In order to proceed, it is important to know what it is we are talking about.
1) Consult the textbook for the definition of the terms "constellation" and "asterism". Describe the difference between the terms in your own words.
Within every constellation is an enormous number of stars. Clearly, I can't expect you to analyze them all for this project. I've compiled a list of stars that you need to consider for your constellation. That list was linked from the main project page, but you can also access it here.
Note that several stars have Greek letters in their names. This is because the brightest stars have a Bayer designation listing their relative brightness in a constellation.
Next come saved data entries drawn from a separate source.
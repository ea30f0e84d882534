//! View-state persistence: save and load explorer view settings as JSON.
//!
//! Only view settings are persisted — the data itself (rows and latent
//! points) is regenerated on demand and never written to disk.

use std::path::Path;

use serde::{Deserialize, Serialize};

use crate::data::projection::{GroupBy, ScatterFilter};
use crate::data::series::DisplayMode;
use crate::panels::ExplorerPanel;

// ---------- Serializable mirror types ----------

/// Serializable mirror of the explorer's view settings.
#[derive(Debug, Clone, PartialEq, Serialize, Deserialize)]
pub struct ViewStateSerde {
    pub mode: DisplayMode,
    pub group_by: GroupBy,
    pub filter: ScatterFilter,
    pub n_components: usize,
    pub show_legend: bool,
    pub point_size: f32,
}

impl From<&ExplorerPanel> for ViewStateSerde {
    fn from(panel: &ExplorerPanel) -> Self {
        Self {
            mode: panel.mode,
            group_by: panel.group_by,
            filter: panel.filter,
            n_components: panel.n_components,
            show_legend: panel.show_legend,
            point_size: panel.point_size,
        }
    }
}

impl ViewStateSerde {
    /// Apply stored settings to an explorer panel.
    pub fn apply_to(self, panel: &mut ExplorerPanel) {
        panel.mode = self.mode;
        panel.group_by = self.group_by;
        panel.filter = self.filter;
        panel.n_components = self.n_components;
        panel.show_legend = self.show_legend;
        panel.point_size = self.point_size;
    }
}

// ---------- Public API ----------

/// Serialize the view state as pretty JSON.
pub fn view_state_to_json(state: &ViewStateSerde) -> Result<String, String> {
    serde_json::to_string_pretty(state).map_err(|e| e.to_string())
}

/// Deserialize view state from JSON.
pub fn view_state_from_json(json: &str) -> Result<ViewStateSerde, String> {
    serde_json::from_str(json).map_err(|e| e.to_string())
}

/// Save the view state to a JSON file at the given path.
pub fn save_view_state_to_path(state: &ViewStateSerde, path: &Path) -> Result<(), String> {
    let txt = view_state_to_json(state)?;
    std::fs::write(path, txt).map_err(|e| e.to_string())
}

/// Load the view state from a JSON file at the given path.
pub fn load_view_state_from_path(path: &Path) -> Result<ViewStateSerde, String> {
    let txt = std::fs::read_to_string(path).map_err(|e| e.to_string())?;
    view_state_from_json(&txt)
}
For example, Antares is the brightest star in Scorpius, so its Bayer designation is alpha Scorpii or α Sco. Check here for a description of the Greek alphabet.
2) Fill in the table on the answer sheet with the list of the ten stars that you will need to analyze in your constellation. Write out each Greek letter in Latin script, e.g. "alpha" instead of ?. Check each star on Stellarium to see if it has a common name listed above the Bayer designation. If the star has a common name, write it in the "Common name" column.
You will now find the time when the constellation is most visible roughly an hour after sunset. Use the settings described at the beginning of this assignment. When the constellation is centered on the meridian your constellation is at the highest point in the sky. (Make sure the altitude is positive. For circumpolar constellations, make sure the stars are above Polaris.)
Change the time so the stars in your constellation appear to be centered on the meridian.
Change the date by sidereal days (Alt+= or Alt+-) until the time is in the evening.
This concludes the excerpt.